GB2312 is the standard code for Simplified Chinese system, which is called Location Code by the concept of "area" and "bit".
A region refers to a large range bit equivalent to an offset.
Two bytes per Chinese character
The range of high byte "is 0xb0-0xf7, and the range of" low byte "is 0xa1-0xfe.
It seems to be in the order of pinyin A to Z.
"Ah" word is the first Chinese character in the GB2312, its location code is 1601
For this we are now outputting a Chinese character in the form of code
C # is little byte order B0 run back.
Copy Code code as follows:
ushort U = 0xa1b0;
Byte[] CHS =bitconverter.getbytes (U);
Console.Write (encoding.getencoding ("GB2312"). GetString (CHS));
The print on the screen is Chinese characters "ah"
But notice does not mean that writing a cycle from 0XBA1 to 0xf7fe can output all the characters, which is very simple, such as highs from 1 to 9 lows from 1 to 9 with only 81 combinations.
Does not mean 99-11 is the result of so two of the problem halo. In fact, in this way the number of Chinese characters in total is 6,768, understand the concept of location code after you know how to deal with gb2312 encoding.

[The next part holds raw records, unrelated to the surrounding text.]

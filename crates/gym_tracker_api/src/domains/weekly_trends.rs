//! Weekly training aggregates and week-over-week evidence.
//!
//! Set rows come straight from the store and may be dirty. Rows without a
//! parseable `YYYY-MM-DD` training date are skipped, and missing or
//! non-numeric `reps`/`weight` count as zero.

use std::collections::BTreeMap;

use chrono::{Datelike, Duration, NaiveDate};
use serde_json::Value;

use crate::types::{
    EvidenceItem, EvidenceSource, Grouping, MetricDelta, SampleSizeDetail, WeeklyAggregate,
};

/// Number of most recent weeks kept in a trend.
pub const MAX_WEEKS: usize = 8;
pub const NO_TRENDS_SUMMARY: &str = "No weekly trends available yet.";
const ALL_SET_TYPES: &str = "all";

#[derive(Clone, Debug, PartialEq)]
pub struct WeeklyTrend {
    pub weeks: Vec<WeeklyAggregate>,
    pub evidence: Vec<EvidenceItem>,
    pub summary: String,
}

/// Monday of the week containing `training_date`, or `None` for anything
/// that is not a plain ISO calendar date.
pub fn week_start(training_date: &str) -> Option<NaiveDate> {
    let date = NaiveDate::parse_from_str(training_date, "%Y-%m-%d").ok()?;
    Some(date - Duration::days(i64::from(date.weekday().num_days_from_monday())))
}

pub fn aggregate(rows: &[Value]) -> WeeklyTrend {
    let weeks = weekly_totals(rows);
    let evidence = build_evidence(&weeks);
    let summary = summarize(&weeks);
    WeeklyTrend {
        weeks,
        evidence,
        summary,
    }
}

fn weekly_totals(rows: &[Value]) -> Vec<WeeklyAggregate> {
    let mut by_week: BTreeMap<NaiveDate, WeeklyAggregate> = BTreeMap::new();

    for row in rows {
        let Some(start) = row
            .get("training_date")
            .and_then(Value::as_str)
            .and_then(week_start)
        else {
            continue;
        };
        let reps = numeric_field(row, "reps");
        let weight = numeric_field(row, "weight");

        let entry = by_week.entry(start).or_insert_with(|| WeeklyAggregate {
            week_start: start,
            total_sets: 0,
            total_reps: 0,
            total_volume: 0.0,
        });
        entry.total_sets += 1;
        entry.total_reps += reps.trunc() as i64;
        entry.total_volume += weight * reps;
    }

    let weeks: Vec<WeeklyAggregate> = by_week.into_values().collect();
    let skip = weeks.len().saturating_sub(MAX_WEEKS);
    weeks.into_iter().skip(skip).collect()
}

/// Numbers and numeric strings; everything else is zero.
fn numeric_field(row: &Value, key: &str) -> f64 {
    match row.get(key) {
        Some(Value::Number(n)) => n.as_f64().unwrap_or(0.0),
        Some(Value::String(s)) => s.trim().parse::<f64>().unwrap_or(0.0),
        _ => 0.0,
    }
}

/// One decimal, rounding the exact binary value with ties to even.
/// Float formatting already rounds that way, so `101.25` becomes `101.2`.
fn round1(value: f64) -> f64 {
    format!("{value:.1}").parse().unwrap_or(value)
}

fn source(latest_week_sets: u64, prior_week_sets: Option<u64>) -> EvidenceSource {
    EvidenceSource {
        grouping: Grouping::TrainingWeek.as_str().to_string(),
        included_set_types: vec![ALL_SET_TYPES.to_string()],
        sample_size: latest_week_sets,
        sample_size_detail: SampleSizeDetail {
            latest_week_sets,
            prior_week_sets,
        },
    }
}

fn build_evidence(weeks: &[WeeklyAggregate]) -> Vec<EvidenceItem> {
    match weeks {
        [] => Vec::new(),
        [latest] => vec![EvidenceItem {
            claim: "Only one week is currently available for trend comparison.".to_string(),
            metric: "weekly_sample_size".to_string(),
            period: latest.week_start.to_string(),
            delta: MetricDelta::Count(0),
            source: source(latest.total_sets, None),
        }],
        [.., previous, latest] => {
            let period = format!("{} vs {}", latest.week_start, previous.week_start);
            let deltas = [
                (
                    "sets",
                    "total_sets",
                    MetricDelta::Count(latest.total_sets as i64 - previous.total_sets as i64),
                ),
                (
                    "reps",
                    "total_reps",
                    MetricDelta::Count(latest.total_reps - previous.total_reps),
                ),
                (
                    "volume",
                    "total_volume",
                    MetricDelta::Amount(round1(latest.total_volume - previous.total_volume)),
                ),
            ];
            deltas
                .into_iter()
                .map(|(label, metric, delta)| EvidenceItem {
                    claim: format!("Latest week total {label} changed versus prior week."),
                    metric: metric.to_string(),
                    period: period.clone(),
                    delta,
                    source: source(latest.total_sets, Some(previous.total_sets)),
                })
                .collect()
        }
    }
}

fn summarize(weeks: &[WeeklyAggregate]) -> String {
    match weeks.last() {
        Some(latest) => format!(
            "Week of {}: {} sets, {} reps, {:.1} volume.",
            latest.week_start,
            latest.total_sets,
            latest.total_reps,
            round1(latest.total_volume)
        ),
        None => NO_TRENDS_SUMMARY.to_string(),
    }
}
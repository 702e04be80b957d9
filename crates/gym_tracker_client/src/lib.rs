//! Upstream collaborators for the gym tracker gateway: the LLM provider and
//! the PostgREST-style store, each behind a small trait with a reqwest-based
//! implementation.

use async_trait::async_trait;
use serde::{Deserialize, Serialize};
use serde_json::Value;
use thiserror::Error;

pub mod anthropic;
pub mod config;
pub mod observability;
pub mod supabase;

pub use reqwest::Method;

#[derive(Debug, Error)]
pub enum UpstreamError {
    #[error("http error: {0}")]
    Http(#[from] reqwest::Error),
    #[error("upstream returned status {status}: {body}")]
    Status { status: u16, body: String },
    #[error("decode error: {0}")]
    Decode(#[from] serde_json::Error),
    #[error("configuration error: {0}")]
    Config(String),
}

impl UpstreamError {
    /// HTTP status reported by the upstream, when the failure came from one.
    pub fn status(&self) -> Option<u16> {
        match self {
            UpstreamError::Status { status, .. } => Some(*status),
            UpstreamError::Http(e) => e.status().map(|s| s.as_u16()),
            _ => None,
        }
    }
}

#[derive(Clone, Debug, Serialize, Deserialize, PartialEq, Eq)]
#[serde(rename_all = "lowercase")]
pub enum Role {
    User,
    Assistant,
}

#[derive(Clone, Debug, Serialize, Deserialize, PartialEq, Eq)]
pub struct ImageSource {
    #[serde(rename = "type")]
    pub kind: String,
    pub media_type: String,
    pub data: String,
}

#[derive(Clone, Debug, Serialize, Deserialize, PartialEq, Eq)]
#[serde(tag = "type", rename_all = "lowercase")]
pub enum ContentBlock {
    Text { text: String },
    Image { source: ImageSource },
}

impl ContentBlock {
    pub fn text(text: impl Into<String>) -> Self {
        ContentBlock::Text { text: text.into() }
    }

    /// Inline base64 image block.
    pub fn base64_image(media_type: impl Into<String>, data: impl Into<String>) -> Self {
        ContentBlock::Image {
            source: ImageSource {
                kind: "base64".into(),
                media_type: media_type.into(),
                data: data.into(),
            },
        }
    }
}

#[derive(Clone, Debug, Serialize, Deserialize, PartialEq, Eq)]
#[serde(untagged)]
pub enum MessageContent {
    Text(String),
    Blocks(Vec<ContentBlock>),
}

#[derive(Clone, Debug, Serialize, Deserialize, PartialEq, Eq)]
pub struct Message {
    pub role: Role,
    pub content: MessageContent,
}

impl Message {
    pub fn user_text(text: impl Into<String>) -> Self {
        Self {
            role: Role::User,
            content: MessageContent::Text(text.into()),
        }
    }

    pub fn user_blocks(blocks: Vec<ContentBlock>) -> Self {
        Self {
            role: Role::User,
            content: MessageContent::Blocks(blocks),
        }
    }
}

/// Text completion against the configured model.
#[async_trait]
pub trait LlmProvider: Send + Sync + 'static {
    /// Send `messages` and return the concatenated text of the reply.
    async fn complete(&self, messages: Vec<Message>, max_tokens: u32)
    -> Result<String, UpstreamError>;

    /// Model name reported by `/health`.
    fn model(&self) -> &str;
}

/// Row filters in PostgREST syntax, e.g. `("user_id", "eq.abc")`.
pub type Filters = Vec<(String, String)>;

/// REST access to the hosted database.
#[async_trait]
pub trait RestStore: Send + Sync + 'static {
    /// Issue `method` against `resource` (a table path such as `sets`).
    ///
    /// Returns `None` when the upstream answered with an empty body.
    async fn request(
        &self,
        method: Method,
        resource: &str,
        payload: Option<Value>,
        filters: Filters,
    ) -> Result<Option<Value>, UpstreamError>;
}
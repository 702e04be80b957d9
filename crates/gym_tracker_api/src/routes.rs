//! HTTP surface: handlers, router and middleware stack.

use std::sync::Arc;
use std::time::Duration;

use axum::body::Bytes;
use axum::extract::{DefaultBodyLimit, Request, State};
use axum::http::{HeaderMap, HeaderValue, Method, StatusCode};
use axum::middleware::{self, Next};
use axum::response::{IntoResponse, Response};
use axum::routing::{get, post};
use axum::{Json, Router, debug_handler};
use gym_tracker_client::{ContentBlock, Message};
use hmac::{Hmac, Mac};
use secrecy::ExposeSecret;
use serde::de::DeserializeOwned;
use serde_json::{Value, json};
use sha2::Sha256;
use tower_http::cors::{AllowOrigin, Any, CorsLayer};
use tower_http::timeout::TimeoutLayer;
use tracing::{Instrument, error, info, warn};
use uuid::Uuid;

use crate::auth::AuthenticatedUser;
use crate::domains::{RecommendationPayload, normalize, trim_to_token_budget};
use crate::error::{ApiError, ApiResult};
use crate::prompts::{identify_prompt, recommendation_prompt};
use crate::services::{NewReport, ReportType};
use crate::settings::AllowedOrigins;
use crate::state::AppState;
use crate::transforms::parse_json_response;
use crate::types::{
    IdentifyRequest, RecommendationRequest, WeeklyTrendJobRequest, WeeklyTrendJobResponse,
};

pub const CRON_SECRET_HEADER: &str = "x-cron-secret";
pub const MAX_IDENTIFY_IMAGES: usize = 3;
/// Reply budget for both LLM calls.
pub const LLM_MAX_TOKENS: u32 = 1000;
/// Whole-request ceiling; one LLM call plus a few store round trips.
pub const REQUEST_TIMEOUT: Duration = Duration::from_secs(120);
const RECOMMENDATION_SOURCE: &str = "api/recommendations";

type HmacSha256 = Hmac<Sha256>;
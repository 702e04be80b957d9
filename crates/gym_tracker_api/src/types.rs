//! Request and response types shared by the HTTP handlers and the domain modules.

use serde::{Deserialize, Deserializer, Serialize};
use serde_json::{Map, Value};

pub const DEFAULT_SET_TYPE: &str = "working";

// ============================================================================
// Recommendation scope
// ============================================================================

#[derive(Clone, Copy, Debug, Default, Serialize, Deserialize, PartialEq, Eq)]
#[serde(rename_all = "snake_case")]
pub enum Grouping {
    #[default]
    TrainingDay,
    Cluster,
    TrainingWeek,
}

impl Grouping {
    pub fn as_str(self) -> &'static str {
        match self {
            Grouping::TrainingDay => "training_day",
            Grouping::Cluster => "cluster",
            Grouping::TrainingWeek => "training_week",
        }
    }
}

#[derive(Clone, Debug, Serialize, Deserialize, PartialEq)]
pub struct RecommendationScope {
    #[serde(default)]
    pub grouping: Grouping,
    #[serde(default)]
    pub date_start: Option<String>,
    #[serde(default)]
    pub date_end: Option<String>,
    #[serde(
        default = "default_set_types",
        deserialize_with = "deserialize_set_types"
    )]
    pub included_set_types: Vec<String>,
    #[serde(default, deserialize_with = "deserialize_scope_list")]
    pub goals: Vec<String>,
    /// Free-text request. The outer `None` marks the scope synthesized for
    /// legacy payloads, which carries no such field at all.
    #[serde(
        default = "canonical_recommendations",
        deserialize_with = "deserialize_recommendations",
        skip_serializing_if = "Option::is_none"
    )]
    pub recommendations: Option<Option<String>>,
}

impl Default for RecommendationScope {
    fn default() -> Self {
        Self {
            grouping: Grouping::TrainingDay,
            date_start: None,
            date_end: None,
            included_set_types: default_set_types(),
            goals: Vec::new(),
            recommendations: canonical_recommendations(),
        }
    }
}

impl RecommendationScope {
    /// Scope applied to legacy session payloads: defaults only, five fields.
    pub fn legacy() -> Self {
        Self {
            recommendations: None,
            ..Self::default()
        }
    }
}

fn canonical_recommendations() -> Option<Option<String>> {
    Some(None)
}

fn deserialize_recommendations<'de, D>(deserializer: D) -> Result<Option<Option<String>>, D::Error>
where
    D: Deserializer<'de>,
{
    Option::<String>::deserialize(deserializer).map(Some)
}

fn default_set_types() -> Vec<String> {
    vec![DEFAULT_SET_TYPE.to_string()]
}

/// Trim, drop null/empty entries and deduplicate while keeping first occurrences.
pub fn normalize_scope_list(values: &[Value]) -> Result<Vec<String>, String> {
    let mut normalized: Vec<String> = Vec::new();
    for item in values {
        let text = match item {
            Value::Null => continue,
            Value::String(s) => s.trim().to_string(),
            Value::Number(n) => n.to_string(),
            Value::Bool(b) => if *b { "True" } else { "False" }.to_string(),
            other => return Err(format!("expected string entries, got {other}")),
        };
        if !text.is_empty() && !normalized.contains(&text) {
            normalized.push(text);
        }
    }
    Ok(normalized)
}

fn deserialize_scope_list<'de, D>(deserializer: D) -> Result<Vec<String>, D::Error>
where
    D: Deserializer<'de>,
{
    use serde::de::Error;
    let value: Option<Value> = Option::deserialize(deserializer)?;
    match value {
        None => Ok(Vec::new()),
        Some(Value::Array(items)) => normalize_scope_list(&items).map_err(D::Error::custom),
        Some(_) => Err(D::Error::custom("Must be an array of strings")),
    }
}

fn deserialize_set_types<'de, D>(deserializer: D) -> Result<Vec<String>, D::Error>
where
    D: Deserializer<'de>,
{
    let list = deserialize_scope_list(deserializer)?;
    Ok(if list.is_empty() {
        default_set_types()
    } else {
        list
    })
}

// ============================================================================
// Training buckets
// ============================================================================

/// A group of sets sharing a date or session. Client fields are kept verbatim.
#[derive(Clone, Debug, Default, Serialize, Deserialize, PartialEq)]
#[serde(transparent)]
pub struct TrainingBucket(pub Map<String, Value>);

impl TrainingBucket {
    pub fn new(id: impl Into<String>, training_date: impl Into<String>, sets: Value) -> Self {
        let mut map = Map::new();
        map.insert("training_bucket_id".into(), Value::String(id.into()));
        map.insert("training_date".into(), Value::String(training_date.into()));
        map.insert("sets".into(), sets);
        Self(map)
    }

    pub fn id(&self) -> Option<&str> {
        self.0.get("training_bucket_id").and_then(Value::as_str)
    }

    pub fn training_date(&self) -> Option<&str> {
        self.0.get("training_date").and_then(Value::as_str)
    }

    pub fn sets(&self) -> &[Value] {
        self.0
            .get("sets")
            .and_then(Value::as_array)
            .map(Vec::as_slice)
            .unwrap_or(&[])
    }
}

// ============================================================================
// Requests
// ============================================================================

#[derive(Clone, Debug, Default, Serialize, Deserialize)]
pub struct RecommendationRequest {
    #[serde(default)]
    pub scope: Option<RecommendationScope>,
    #[serde(default)]
    pub grouped_training: Option<Vec<TrainingBucket>>,
    #[serde(default)]
    pub equipment: Option<Map<String, Value>>,
    #[serde(default)]
    pub soreness_data: Vec<Map<String, Value>>,
    #[serde(default)]
    pub scope_id: Option<String>,

    // Older clients send raw sessions instead of grouped buckets.
    #[serde(default)]
    pub current_session: Option<Map<String, Value>>,
    #[serde(default)]
    pub past_sessions: Option<Vec<Map<String, Value>>>,
    #[serde(default)]
    pub machines: Option<Map<String, Value>>,
}

#[derive(Clone, Debug, Serialize, Deserialize, PartialEq)]
pub struct IdentifyImage {
    pub data: String,
    #[serde(default = "default_media_type")]
    pub media_type: String,
}

fn default_media_type() -> String {
    "image/jpeg".to_string()
}

#[derive(Clone, Debug, Default, Serialize, Deserialize)]
pub struct IdentifyRequest {
    #[serde(default)]
    pub images: Vec<IdentifyImage>,
    #[serde(default)]
    pub enrich_with_web_search: bool,
}

#[derive(Clone, Debug, Default, Serialize, Deserialize)]
pub struct WeeklyTrendJobRequest {
    #[serde(default)]
    pub user_id: Option<String>,
}

impl WeeklyTrendJobRequest {
    /// Requested user. Absent or `""` means every user; a whitespace-only id
    /// is rejected rather than widened into a full run.
    pub fn target_user(&self) -> Result<Option<&str>, &'static str> {
        match self.user_id.as_deref() {
            None | Some("") => Ok(None),
            Some(id) => match id.trim() {
                "" => Err("user_id must not be blank"),
                trimmed => Ok(Some(trimmed)),
            },
        }
    }
}

// ============================================================================
// Weekly trends and evidence
// ============================================================================

#[derive(Clone, Debug, Serialize, Deserialize, PartialEq)]
pub struct WeeklyAggregate {
    pub week_start: chrono::NaiveDate,
    pub total_sets: u64,
    pub total_reps: i64,
    pub total_volume: f64,
}

/// Integer deltas for counts, one-decimal reals for volume.
#[derive(Clone, Copy, Debug, Serialize, Deserialize, PartialEq)]
#[serde(untagged)]
pub enum MetricDelta {
    Count(i64),
    Amount(f64),
}

#[derive(Clone, Debug, Serialize, Deserialize, PartialEq)]
pub struct SampleSizeDetail {
    pub latest_week_sets: u64,
    #[serde(default, skip_serializing_if = "Option::is_none")]
    pub prior_week_sets: Option<u64>,
}

#[derive(Clone, Debug, Serialize, Deserialize, PartialEq)]
pub struct EvidenceSource {
    pub grouping: String,
    pub included_set_types: Vec<String>,
    pub sample_size: u64,
    pub sample_size_detail: SampleSizeDetail,
}

#[derive(Clone, Debug, Serialize, Deserialize, PartialEq)]
pub struct EvidenceItem {
    pub claim: String,
    pub metric: String,
    pub period: String,
    pub delta: MetricDelta,
    pub source: EvidenceSource,
}

#[derive(Clone, Debug, Serialize, PartialEq)]
pub struct WeeklyTrendReport {
    pub user_id: String,
    pub report_id: Option<String>,
    pub weeks: Vec<WeeklyAggregate>,
}

#[derive(Clone, Debug, Serialize, PartialEq)]
pub struct WeeklyTrendJobResponse {
    pub ok: bool,
    pub processed_users: usize,
    pub reports: Vec<WeeklyTrendReport>,
}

So here's how we're going to print all the characters.
Copy Code code as follows:
gb2312
B0-f7, low byte from A1-fe
byte hi = 0xb0;
byte lo = 0xa1;
for (Byte i = 0xb0 i <= 0xf7; i++)
{
for (Byte j = 0xa1 J <= 0xFE; j + +)
{
byte t = (byte) (j | (byte) 0x01);
Console.Write (encoding.getencoding ("GB2312"). GetString (new byte[] {i, J}));
}
}
An explanation on GB2312: http://www.jb51.net/article/34630.htm
ASCII is the American Standard Code for Information interchange he is from 0~127, a byte 8 bits highest is 255 that is, a byte is not used up.
GB2312 also have letters called Full-width characters, and gb2312 include ASCII codes called Half-width characters.
Full-width characters look a little different, just like this. Full angle: A half angle: a
Full-width characters have no practical effect except in the text system.
The first byte of the full-width character is always set to 163, while the second byte is the same half-width character code plus 128 (excluding spaces).
If the half angle A is 65, then full-width A is 163 (first byte), 193 (second byte, 128+65).
Know this rule then we can also traverse the full-width characters of all ASCII corresponding to the place:
Copy Code code as follows:
/**
* In fact, the first byte of the full-width character is always set to 163,
* and the second byte is the same half-width character code plus 128 (excluding spaces).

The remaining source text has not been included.